In a similarly perplexing response, Gemini provided an interpretation for the made-up saying “three popes are better than none.” This was presented as a historical reference to the Western Schism of the 14th century, a period where three individuals claimed to be the Pope simultaneously. The AI suggested this phrase comments on the chaos of having multiple leaders within a single structure, which reflects the AI’s attempt to contextualize the nonsense.
The Problem with Gibberish Phrases
In tackling phrases like “you can’t bong the ferret once,” AI claimed it related to the sport of ferret-legging, where competitors place ferrets inside their trousers and attempt to keep them from escaping. While entertaining, these interpretations can spread misinformation, leading users away from facts and into a world of confusing analogies.
Implications for Fact-Checking
Greg Jenner, an author and historian, highlighted a significant concern regarding AI-generated information. He argues that the ability to verify quotes or sources online may diminish if AI systems prioritize statistical likelihoods over factual accuracy. His remarks reflect a growing unease among users regarding reliance on AI for trustworthy information.
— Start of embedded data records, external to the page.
//! Grammar productions for declaration files.
//!
//! This module implements all `parse_*` methods as an extension of `Parser`.
//! Only the declaration surface is modeled precisely; type expressions, initializers
//! and class/interface bodies are consumed as balanced token runs.

mod declarations;
mod items;
mod modules;
mod types;
use rowan::Checkpoint;

use crate::diagnostics::DiagnosticKind;
use crate::parser::Parser;
use crate::parser::cst::SyntaxKind;
use crate::parser::cst::token_sets::{BINDING_START, CLOSERS, OPENERS};

impl Parser<'_> {
    pub(crate) fn parse_source_file(&mut self) {
        self.start_node(SyntaxKind::SourceFile);

        while !self.at_end() {
            self.parse_statement();
        }

        self.eat_trivia();
        self.finish_node();
    }

    /// Statements inside `{ ... }` of a namespace, module or `declare global`.
    pub(super) fn parse_statements_until_brace(&mut self) {
        while !self.at_end() && !self.currently_is(SyntaxKind::BraceClose) {
            self.parse_statement();
        }
    }

    pub(super) fn parse_statement(&mut self) {
        let checkpoint = self.checkpoint();

        if self.currently_is(SyntaxKind::Semicolon) {
            self.start_node(SyntaxKind::EmptyStatement);
            self.bump();
            self.finish_node();
            return;
        }

        if self.at_word("export") && self.try_parse_export_form(checkpoint) {
            return;
        }

        let mut has_modifiers = false;
        let mut is_default = false;
        loop {
            if self.at_word("export") {
                self.bump_remap(SyntaxKind::KwExport);
            } else if self.at_word("default") && has_modifiers {
                self.bump_remap(SyntaxKind::KwDefault);
                is_default = true;
            } else if self.at_word("declare") && self.next_is(SyntaxKind::Ident) {
                self.bump_remap(SyntaxKind::KwDeclare);
            } else if self.at_word("abstract") && self.nth_is_word(1, "class") {
                self.bump_remap(SyntaxKind::KwAbstract);
            } else {
                break;
            }
            has_modifiers = true;
        }

        if self.parse_declaration(checkpoint, is_default) {
            return;
        }

        if is_default {
            self.parse_export_default_expression(checkpoint);
            return;
        }

        self.recover_statement(checkpoint, has_modifiers);
    }

    /// Dispatches on the declaration keyword. Returns `false` when none is present.
    fn parse_declaration(&mut self, checkpoint: Checkpoint, is_default: bool) -> bool {
        if self.current() != SyntaxKind::Ident {
            return false;
        }
        match self.current_text() {
            "const" if self.nth_is_word(1, "enum") => self.parse_enum(checkpoint),
            "var" | "let" | "const" if BINDING_START.contains(self.nth(1)) => {
                self.parse_variable_statement(checkpoint)
            }
            "function" => self.parse_function(checkpoint, is_default),
            "class" => self.parse_class(checkpoint, is_default),
            "interface" if self.next_is(SyntaxKind::Ident) => self.parse_interface(checkpoint),
            "type" if self.next_is(SyntaxKind::Ident) => self.parse_type_alias(checkpoint),
            "enum" if self.next_is(SyntaxKind::Ident) => self.parse_enum(checkpoint),
            "namespace" if self.next_is(SyntaxKind::Ident) => {
                self.parse_module_declaration(checkpoint)
            }
            "module"
                if matches!(self.nth(1), SyntaxKind::Ident | SyntaxKind::StringLiteral) =>
            {
                self.parse_module_declaration(checkpoint)
            }
            "global" if self.next_is(SyntaxKind::BraceOpen) => self.parse_global(checkpoint),
            "import" if !is_default => self.parse_import(checkpoint),
            _ => return false,
        }
        true
    }

    /// Whether the current token can begin a statement. Drives recovery and
    /// stops type expressions that are missing their `;`.
    pub(super) fn at_statement_start(&mut self) -> bool {
        if self.current() != SyntaxKind::Ident {
            return false;
        }
        match self.current_text() {
            "export" => true,
            "declare" | "interface" | "enum" | "type" | "namespace" | "class" => {
                self.next_is(SyntaxKind::Ident)
            }
            "var" | "let" | "const" => BINDING_START.contains(self.nth(1)),
            "function" => matches!(self.nth(1), SyntaxKind::Ident | SyntaxKind::ParenOpen),
            "abstract" => self.nth_is_word(1, "class"),
            "module" => matches!(self.nth(1), SyntaxKind::Ident | SyntaxKind::StringLiteral),
            "global" => self.next_is(SyntaxKind::BraceOpen),
            "import" => matches!(
                self.nth(1),
                SyntaxKind::Ident
                    | SyntaxKind::StringLiteral
                    | SyntaxKind::BraceOpen
                    | SyntaxKind::Star
            ),
            _ => false,
        }
    }

    /// Consumes a terminating `;`, applying automatic semicolon insertion.
    pub(super) fn expect_semicolon(&mut self) {
        if self.eat_token(SyntaxKind::Semicolon) {
            return;
        }
        if self.at_end() || self.currently_is(SyntaxKind::BraceClose) || self.preceded_by_newline()
        {
            return;
        }
        self.error_missing_semicolon();
    }

    /// Wraps everything up to the next statement in an `Error` node.
    fn recover_statement(&mut self, checkpoint: Checkpoint, has_modifiers: bool) {
        if self.currently_is(SyntaxKind::Garbage) {
            self.error(DiagnosticKind::InvalidCharacter);
        } else if has_modifiers {
            self.error(DiagnosticKind::ExpectedDeclaration);
        } else if CLOSERS.contains(self.current()) {
            let text = self.current_text().to_string();
            self.error_msg(DiagnosticKind::MismatchedDelimiter, text);
        } else {
            let text = self.current_text().to_string();
            self.error_msg(
                DiagnosticKind::ExpectedDeclaration,
                format!("found `{text}`"),
            );
        }

        self.start_node_at(checkpoint, SyntaxKind::Error);
        let in_block = self.in_block();
        let mut depth = 0usize;
        let mut first = true;
        while !self.at_end() {
            let kind = self.current();
            if !first && depth == 0 {
                if kind == SyntaxKind::BraceClose && in_block {
                    break;
                }
                if self.at_statement_start() {
                    break;
                }
            }
            if OPENERS.contains(kind) {
                depth += 1;
            } else if CLOSERS.contains(kind) {
                depth = depth.saturating_sub(1);
            }
            self.bump();
            first = false;
            if depth == 0 && kind == SyntaxKind::Semicolon {
                break;
            }
        }
        self.finish_node();
    }
}
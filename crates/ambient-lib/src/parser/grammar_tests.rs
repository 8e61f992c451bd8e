use indoc::indoc;

use super::{CstPrinter, parse, parse_with_fuel};

fn dump(source: &str) -> String {
    let result = parse(source).unwrap();
    assert!(
        result.diagnostics.is_empty(),
        "unexpected diagnostics:\n{}",
        result.diagnostics.printer().render()
    );
    CstPrinter::new(result.root.as_cst()).dump()
}

fn diagnostics(source: &str) -> String {
    let result = parse(source).unwrap();
    result.diagnostics.filtered().printer().render()
}

#[test]
fn declare_var() {
    insta::assert_snapshot!(dump("declare var NaN: number;"), @r#"
    SourceFile
      VariableStatement
        KwDeclare "declare"
        KwVar "var"
        VariableDeclarator
          Name
            Ident "NaN"
          TypeAnnotation
            Colon ":"
            TypeExpr
              Ident "number"
        Semicolon ";"
    "#);
}

#[test]
fn interface_with_heritage() {
    let input = indoc! {r#"
    interface Array<T> extends RelativeIndexable<T> {
        length: number;
    }
    "#};

    insta::assert_snapshot!(dump(input), @r#"
    SourceFile
      InterfaceDeclaration
        KwInterface "interface"
        Name
          Ident "Array"
        TypeParameterList
          LAngle "<"
          TypeParameter
            Name
              Ident "T"
          RAngle ">"
        HeritageClause
          KwExtends "extends"
          TypeExpr
            Ident "RelativeIndexable"
            LAngle "<"
            Ident "T"
            RAngle ">"
        ObjectTypeBody
          BraceOpen "{"
          Ident "length"
          Colon ":"
          Ident "number"
          Semicolon ";"
          BraceClose "}"
    "#);
}

#[test]
fn namespaces_and_modules() {
    let input = indoc! {r#"
    declare namespace Intl.Collator {
        var x: number;
    }
    declare global {
        interface Foo {}
    }
    declare module "fs";
    "#};

    insta::assert_snapshot!(dump(input), @r#"
    SourceFile
      ModuleDeclaration
        KwDeclare "declare"
        KwNamespace "namespace"
        Name
          Ident "Intl"
        Dot "."
        Name
          Ident "Collator"
        ModuleBlock
          BraceOpen "{"
          VariableStatement
            KwVar "var"
            VariableDeclarator
              Name
                Ident "x"
              TypeAnnotation
                Colon ":"
                TypeExpr
                  Ident "number"
            Semicolon ";"
          BraceClose "}"
      ModuleDeclaration
        KwDeclare "declare"
        KwGlobal "global"
        ModuleBlock
          BraceOpen "{"
          InterfaceDeclaration
            KwInterface "interface"
            Name
              Ident "Foo"
            ObjectTypeBody
              BraceOpen "{"
              BraceClose "}"
          BraceClose "}"
      ModuleDeclaration
        KwDeclare "declare"
        KwModule "module"
        Name
          StringLiteral "\"fs\""
        Semicolon ";"
    "#);
}

#[test]
fn import_forms() {
    let input = indoc! {r#"
    import type { A, B as C } from "./a";
    import * as ns from "x";
    import D, { type E } from "y";
    import F = require("f");
    "#};

    insta::assert_snapshot!(dump(input), @r#"
    SourceFile
      ImportDeclaration
        KwImport "import"
        ImportClause
          KwType "type"
          NamedImports
            BraceOpen "{"
            ImportSpecifier
              Name
                Ident "A"
            Comma ","
            ImportSpecifier
              Ident "B"
              KwAs "as"
              Name
                Ident "C"
            BraceClose "}"
        KwFrom "from"
        StringLiteral "\"./a\""
        Semicolon ";"
      ImportDeclaration
        KwImport "import"
        ImportClause
          NamespaceImport
            Star "*"
            KwAs "as"
            Name
              Ident "ns"
        KwFrom "from"
        StringLiteral "\"x\""
        Semicolon ";"
      ImportDeclaration
        KwImport "import"
        ImportClause
          Name
            Ident "D"
          Comma ","
          NamedImports
            BraceOpen "{"
            ImportSpecifier
              KwType "type"
              Name
                Ident "E"
            BraceClose "}"
        KwFrom "from"
        StringLiteral "\"y\""
        Semicolon ";"
      ImportEquals
        KwImport "import"
        Name
          Ident "F"
        Equals "="
        ModuleReference
          KwRequire "require"
          ParenOpen "("
          StringLiteral "\"f\""
          ParenClose ")"
        Semicolon ";"
    "#);
}

#[test]
fn const_enum() {
    insta::assert_snapshot!(dump(r#"declare const enum E { A, B = 1, "c" }"#), @r#"
    SourceFile
      EnumDeclaration
        KwDeclare "declare"
        KwConst "const"
        KwEnum "enum"
        Name
          Ident "E"
        EnumBody
          BraceOpen "{"
          EnumMember
            Name
              Ident "A"
          Comma ","
          EnumMember
            Name
              Ident "B"
            Initializer
              Equals "="
              Number "1"
          Comma ","
          EnumMember
            Name
              StringLiteral "\"c\""
          BraceClose "}"
    "#);
}

#[test]
fn function_signature() {
    let input = "declare function parseInt(string: string, radix?: number): number;";

    insta::assert_snapshot!(dump(input), @r#"
    SourceFile
      FunctionDeclaration
        KwDeclare "declare"
        KwFunction "function"
        Name
          Ident "parseInt"
        ParameterList
          ParenOpen "("
          Parameter
            Name
              Ident "string"
            TypeAnnotation
              Colon ":"
              TypeExpr
                Ident "string"
          Comma ","
          Parameter
            Name
              Ident "radix"
            Question "?"
            TypeAnnotation
              Colon ":"
              TypeExpr
                Ident "number"
          ParenClose ")"
        TypeAnnotation
          Colon ":"
          TypeExpr
            Ident "number"
        Semicolon ";"
    "#);
}

#[test]
fn missing_semicolon_at_line_break() {
    let input = indoc! {r#"
    type A = string | number
    declare var x: A
    "#};

    insta::assert_snapshot!(dump(input), @r#"
    SourceFile
      TypeAliasDeclaration
        KwType "type"
        Name
          Ident "A"
        Equals "="
        TypeExpr
          Ident "string"
          Pipe "|"
          Ident "number"
      VariableStatement
        KwDeclare "declare"
        KwVar "var"
        VariableDeclarator
          Name
            Ident "x"
          TypeAnnotation
            Colon ":"
            TypeExpr
              Ident "A"
    "#);
}

#[test]
fn export_forms() {
    let input = indoc! {r#"
    export = Foo;
    export as namespace Bar;
    export { a as b } from "m";
    export default function (): void;
    "#};

    insta::assert_snapshot!(dump(input), @r#"
    SourceFile
      ExportAssignment
        KwExport "export"
        Equals "="
        TypeExpr
          Ident "Foo"
        Semicolon ";"
      NamespaceExport
        KwExport "export"
        KwAs "as"
        KwNamespace "namespace"
        Name
          Ident "Bar"
        Semicolon ";"
      ExportDeclaration
        KwExport "export"
        NamedExports
          BraceOpen "{"
          Ident "a"
          Ident "as"
          Ident "b"
          BraceClose "}"
        KwFrom "from"
        StringLiteral "\"m\""
        Semicolon ";"
      FunctionDeclaration
        KwExport "export"
        KwDefault "default"
        KwFunction "function"
        ParameterList
          ParenOpen "("
          ParenClose ")"
        TypeAnnotation
          Colon ":"
          TypeExpr
            Ident "void"
        Semicolon ";"
    "#);
}

#[test]
fn generic_types_are_balanced() {
    let input = indoc! {r#"
    declare var m: Map<string, Array<{ a: (x: number) => void }>>;
    "#};

    let result = parse(input).unwrap();
    assert!(result.diagnostics.is_empty());
    let names: Vec<_> = result
        .root
        .statements()
        .filter_map(|s| match s {
            super::Statement::Variable(v) => Some(v),
            _ => None,
        })
        .flat_map(|v| v.declarators().collect::<Vec<_>>())
        .flat_map(|d| d.bound_names())
        .map(|n| n.text())
        .collect();
    assert_eq!(names, vec!["m"]);
}

#[test]
fn keywords_as_names() {
    let input = indoc! {r#"
    declare var type: number;
    interface declare { module: string; function(): void }
    "#};

    insta::assert_snapshot!(dump(input), @r#"
    SourceFile
      VariableStatement
        KwDeclare "declare"
        KwVar "var"
        VariableDeclarator
          Name
            Ident "type"
          TypeAnnotation
            Colon ":"
            TypeExpr
              Ident "number"
        Semicolon ";"
      InterfaceDeclaration
        KwInterface "interface"
        Name
          Ident "declare"
        ObjectTypeBody
          BraceOpen "{"
          Ident "module"
          Colon ":"
          Ident "string"
          Semicolon ";"
          Ident "function"
          ParenOpen "("
          ParenClose ")"
          Colon ":"
          Ident "void"
          BraceClose "}"
    "#);
}

#[test]
fn same_line_declarations_need_semicolon() {
    let input = "declare var a: number declare var b: string;";

    insta::assert_snapshot!(diagnostics(input), @"error at 22..29: expected `;` (fix: insert `;`)");
}

#[test]
fn stray_closing_brace_is_recovered() {
    let input = indoc! {r#"
    declare var x: number;
    }
    interface A {}
    "#};

    let result = parse(input).unwrap();
    insta::assert_snapshot!(
        result.diagnostics.printer().render(),
        @"error at 23..24: mismatched closing delimiter `}`"
    );
    assert_eq!(result.root.statements().count(), 2);
}

#[test]
fn stray_tokens_in_namespace_stop_at_closing_brace() {
    let input = indoc! {r#"
    declare namespace N {
        foo bar
    }
    interface A {}
    "#};

    let result = parse(input).unwrap();
    assert_eq!(result.diagnostics.len(), 1);
    let rendered = result.diagnostics.printer().render();
    assert!(!rendered.contains("missing closing"), "{rendered}");
    assert_eq!(result.root.statements().count(), 2);
}

#[test]
fn unclosed_namespace_body() {
    let input = "declare namespace N {\n    var x: number;\n";

    insta::assert_snapshot!(
        diagnostics(input),
        @"error at 20..41: missing closing `}` (related: block opened here at 20..21)"
    );
}

#[test]
fn modifier_without_declaration() {
    insta::assert_snapshot!(diagnostics("declare foo bar;"), @"error at 8..11: expected a declaration");
}

#[test]
fn invalid_character_is_reported() {
    insta::assert_snapshot!(diagnostics("§ interface A {}"), @"error at 0..2: invalid character");
}

#[test]
fn deeply_nested_namespaces_hit_recursion_limit() {
    let depth = 32;
    let mut input = String::new();
    for i in 0..=depth {
        input.push_str(&format!("namespace N{i} {{ "));
    }
    for _ in 0..=depth {
        input.push('}');
    }

    let result = parse_with_fuel(&input, None, Some(depth));
    assert!(
        matches!(result, Err(crate::Error::RecursionLimitExceeded)),
        "expected RecursionLimitExceeded error, got {:?}",
        result.map(|r| r.diagnostics.len())
    );
}

#[test]
fn exec_fuel_exhaustion() {
    let result = parse_with_fuel("declare var a: number; declare var b: number;", Some(3), None);
    assert!(matches!(result, Err(crate::Error::ExecFuelExhausted)));
}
The Case of Shrewsbury Hats
Another example provided by Gemini was the phrase “there’s never two hats in Shrewsbury.” This was interpreted as a comment on the uniqueness of professions within a particular town. While you can see the attempt at humor here, it speaks to the randomness of these AI interpretations.
In conclusion, AI’s ability to engage with language remains impressive, yet it is clear that it has limitations—especially when faced with nonsensical sayings. As AI technology continues to advance, ensuring that it provides reliable and factual information will be crucial to its acceptance and usability in everyday contexts.